// REST kline connector
// Pulls OHLCV candles and the contract listing from a Binance-futures compatible REST API

use crate::markets::{MarketListing, MarketTicker};
use crate::provider::MarketDataProvider;
use common::{CandleRecord, FetchError};
use reqwest::Client;
use serde::Deserialize;
use serde_json::Value;
use std::collections::HashMap;
use std::time::Duration;
use tracing::debug;

/// Exchange maximum for a single klines request
const MAX_LIMIT: usize = 1500;

/// Kline connector over plain HTTPS
pub struct RestKlineConnector {
    client: Client,
    base_url: String,
}

impl RestKlineConnector {
    pub const DEFAULT_BASE_URL: &'static str = "https://fapi.binance.com";

    /// Create a connector against `base_url` with a per-request timeout
    pub fn new(base_url: impl Into<String>, request_timeout: Duration) -> anyhow::Result<Self> {
        let client = Client::builder().timeout(request_timeout).build()?;

        Ok(Self {
            client,
            base_url: base_url.into().trim_end_matches('/').to_string(),
        })
    }

    pub fn base_url(&self) -> &str {
        &self.base_url
    }

    /// Decode a klines response body.
    ///
    /// Each row is `[openTime, "open", "high", "low", "close", "volume", ...]`.
    /// Output is sorted by open time.
    pub fn parse_klines(symbol: &str, timeframe: &str, body: &Value) -> Result<Vec<CandleRecord>, FetchError> {
        let rows = body
            .as_array()
            .ok_or_else(|| FetchError::Decode(format!("expected array, got {}", body)))?;

        let mut candles = rows
            .iter()
            .map(|row| parse_row(symbol, timeframe, row))
            .collect::<Result<Vec<_>, _>>()?;

        candles.sort_by_key(|c| c.open_time);
        Ok(candles)
    }

    /// Join `exchangeInfo`, `ticker/24hr` and `ticker/bookTicker` bodies into
    /// one ticker per trading perpetual contract, sorted by symbol.
    pub fn parse_markets(info: Value, tickers: Value, books: Value) -> Result<Vec<MarketTicker>, FetchError> {
        let info: ExchangeInfo = decode(info, "exchange info")?;
        let tickers: Vec<Ticker24h> = decode(tickers, "24h tickers")?;
        let books: Vec<BookTicker> = decode(books, "book tickers")?;

        let tickers: HashMap<String, Ticker24h> = tickers.into_iter().map(|t| (t.symbol.clone(), t)).collect();
        let books: HashMap<String, BookTicker> = books.into_iter().map(|b| (b.symbol.clone(), b)).collect();

        let mut markets: Vec<MarketTicker> = info
            .symbols
            .into_iter()
            .filter(|s| s.status == "TRADING" && s.contract_type == "PERPETUAL")
            .map(|s| {
                let ticker = tickers.get(&s.symbol);
                let book = books.get(&s.symbol);
                MarketTicker {
                    min_notional: s.min_notional(),
                    quote_volume_24h: ticker.and_then(|t| lenient(&t.quote_volume)),
                    last_price: ticker.and_then(|t| lenient(&t.last_price)),
                    bid: book.and_then(|b| lenient(&b.bid_price)),
                    ask: book.and_then(|b| lenient(&b.ask_price)),
                    symbol: s.symbol,
                }
            })
            .collect();

        markets.sort_by(|a, b| a.symbol.cmp(&b.symbol));
        Ok(markets)
    }

    async fn get_json(&self, path: &str, query: &[(&str, &str)]) -> Result<Value, FetchError> {
        let url = format!("{}{}", self.base_url, path);

        let response = self
            .client
            .get(&url)
            .query(query)
            .send()
            .await
            .map_err(|e| FetchError::Transport(e.to_string()))?;

        let status = response.status();
        if !status.is_success() {
            let body = response.text().await.unwrap_or_default();
            return Err(FetchError::Transport(format!("HTTP {}: {}", status, body)));
        }

        response.json().await.map_err(|e| FetchError::Decode(e.to_string()))
    }
}

#[derive(Debug, Deserialize)]
struct ExchangeInfo {
    symbols: Vec<SymbolInfo>,
}

#[derive(Debug, Deserialize)]
#[serde(rename_all = "camelCase")]
struct SymbolInfo {
    symbol: String,
    #[serde(default)]
    status: String,
    #[serde(default)]
    contract_type: String,
    #[serde(default)]
    filters: Vec<Value>,
}

impl SymbolInfo {
    fn min_notional(&self) -> Option<f64> {
        self.filters
            .iter()
            .find(|f| f.get("filterType").and_then(Value::as_str) == Some("MIN_NOTIONAL"))
            .and_then(|f| f.get("notional"))
            .and_then(|v| number(v).ok())
    }
}

#[derive(Debug, Deserialize)]
#[serde(rename_all = "camelCase")]
struct Ticker24h {
    symbol: String,
    #[serde(default)]
    last_price: String,
    #[serde(default)]
    quote_volume: String,
}

#[derive(Debug, Deserialize)]
#[serde(rename_all = "camelCase")]
struct BookTicker {
    symbol: String,
    #[serde(default)]
    bid_price: String,
    #[serde(default)]
    ask_price: String,
}

fn decode<T: serde::de::DeserializeOwned>(body: Value, what: &str) -> Result<T, FetchError> {
    serde_json::from_value(body).map_err(|e| FetchError::Decode(format!("bad {}: {}", what, e)))
}

/// Unparseable statistics count as unreported
fn lenient(raw: &str) -> Option<f64> {
    raw.parse::<f64>().ok()
}

fn parse_row(symbol: &str, timeframe: &str, row: &Value) -> Result<CandleRecord, FetchError> {
    let fields = row
        .as_array()
        .filter(|f| f.len() >= 6)
        .ok_or_else(|| FetchError::Decode(format!("malformed kline row: {}", row)))?;

    let open_time = fields[0]
        .as_i64()
        .ok_or_else(|| FetchError::Decode(format!("bad open time: {}", fields[0])))?;

    Ok(CandleRecord {
        symbol: symbol.to_string(),
        timeframe: timeframe.to_string(),
        open_time,
        open: number(&fields[1])?,
        high: number(&fields[2])?,
        low: number(&fields[3])?,
        close: number(&fields[4])?,
        volume: number(&fields[5])?,
    })
}

/// Prices arrive as decimal strings; accept bare numbers too
fn number(value: &Value) -> Result<f64, FetchError> {
    match value {
        Value::String(s) => s
            .parse::<f64>()
            .map_err(|e| FetchError::Decode(format!("bad number {:?}: {}", s, e))),
        Value::Number(n) => n
            .as_f64()
            .ok_or_else(|| FetchError::Decode(format!("bad number {}", n))),
        other => Err(FetchError::Decode(format!("bad number {}", other))),
    }
}

#[async_trait::async_trait]
impl MarketDataProvider for RestKlineConnector {
    async fn fetch_candles(
        &self,
        symbol: &str,
        timeframe: &str,
        limit: usize,
    ) -> Result<Vec<CandleRecord>, FetchError> {
        let limit = limit.clamp(1, MAX_LIMIT).to_string();
        let body = self
            .get_json(
                "/fapi/v1/klines",
                &[("symbol", symbol), ("interval", timeframe), ("limit", limit.as_str())],
            )
            .await?;

        let candles = Self::parse_klines(symbol, timeframe, &body)?;
        debug!(symbol = %symbol, timeframe = %timeframe, count = candles.len(), "Fetched klines");

        Ok(candles)
    }

    fn name(&self) -> &str {
        "rest-klines"
    }
}

#[async_trait::async_trait]
impl MarketListing for RestKlineConnector {
    async fn list_markets(&self) -> Result<Vec<MarketTicker>, FetchError> {
        let (info, tickers, books) = tokio::try_join!(
            self.get_json("/fapi/v1/exchangeInfo", &[]),
            self.get_json("/fapi/v1/ticker/24hr", &[]),
            self.get_json("/fapi/v1/ticker/bookTicker", &[]),
        )?;

        let markets = Self::parse_markets(info, tickers, books)?;
        debug!(count = markets.len(), "Fetched market listing");
        Ok(markets)
    }

    fn name(&self) -> &str {
        "rest-listing"
    }
}

#[cfg(test)]
mod tests {
    use super::*;
    use serde_json::json;

    #[test]
    fn test_parse_klines_sorts_rows() {
        let body = json!([
            [1700003600000i64, "101.0", "103.0", "100.5", "102.0", "12.5", 1700007199999i64],
            [1700000000000i64, "100.0", "101.5", "99.0", "101.0", "10.0", 1700003599999i64]
        ]);

        let candles = RestKlineConnector::parse_klines("BTCUSDT", "1h", &body).unwrap();

        assert_eq!(candles.len(), 2);
        assert_eq!(candles[0].open_time, 1700000000000);
        assert_eq!(candles[1].close, 102.0);
        assert_eq!(candles[1].volume, 12.5);
        assert_eq!(candles[0].timeframe, "1h");
    }

    #[test]
    fn test_parse_klines_rejects_malformed() {
        let not_array = json!({"code": -1121, "msg": "Invalid symbol."});
        assert!(matches!(
            RestKlineConnector::parse_klines("NOPE", "1h", &not_array),
            Err(FetchError::Decode(_))
        ));

        let short_row = json!([[1700000000000i64, "1.0"]]);
        assert!(RestKlineConnector::parse_klines("BTCUSDT", "1h", &short_row).is_err());

        let bad_price = json!([[1700000000000i64, "x", "1", "1", "1", "1"]]);
        assert!(RestKlineConnector::parse_klines("BTCUSDT", "1h", &bad_price).is_err());
    }

    #[test]
    fn test_parse_markets_joins_listing() {
        let info = json!({
            "symbols": [
                {"symbol": "ETHUSDT", "status": "TRADING", "contractType": "PERPETUAL",
                 "filters": [{"filterType": "PRICE_FILTER"}, {"filterType": "MIN_NOTIONAL", "notional": "20"}]},
                {"symbol": "BTCUSDT", "status": "TRADING", "contractType": "PERPETUAL", "filters": []},
                {"symbol": "BTCUSDT_260327", "status": "TRADING", "contractType": "CURRENT_QUARTER", "filters": []},
                {"symbol": "OLDUSDT", "status": "SETTLING", "contractType": "PERPETUAL", "filters": []}
            ]
        });
        let tickers = json!([
            {"symbol": "ETHUSDT", "lastPrice": "2500.10", "quoteVolume": "9000000000.5"},
            {"symbol": "BTCUSDT", "lastPrice": "64000", "quoteVolume": "n/a"}
        ]);
        let books = json!([
            {"symbol": "ETHUSDT", "bidPrice": "2500.00", "askPrice": "2500.20"}
        ]);

        let markets = RestKlineConnector::parse_markets(info, tickers, books).unwrap();

        let symbols: Vec<&str> = markets.iter().map(|m| m.symbol.as_str()).collect();
        assert_eq!(symbols, vec!["BTCUSDT", "ETHUSDT"]);

        let btc = &markets[0];
        assert_eq!(btc.last_price, Some(64000.0));
        assert_eq!(btc.quote_volume_24h, None);
        assert_eq!(btc.bid, None);
        assert_eq!(btc.min_notional, None);

        let eth = &markets[1];
        assert_eq!(eth.min_notional, Some(20.0));
        assert_eq!(eth.bid, Some(2500.0));
        assert_eq!(eth.ask, Some(2500.2));
    }

    #[test]
    fn test_parse_markets_rejects_error_body() {
        let error = json!({"code": -1003, "msg": "Too many requests"});
        assert!(matches!(
            RestKlineConnector::parse_markets(json!({"symbols": []}), error, json!([])),
            Err(FetchError::Decode(_))
        ));
    }

    #[test]
    fn test_base_url_is_normalised() {
        let connector = RestKlineConnector::new("http://localhost:8080/", Duration::from_secs(1)).unwrap();
        assert_eq!(connector.base_url(), "http://localhost:8080");
    }
}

------------------------

* **Task directions**
Nothing but a number is expected here: say how many lines in the material hold "query".

* **Response**
2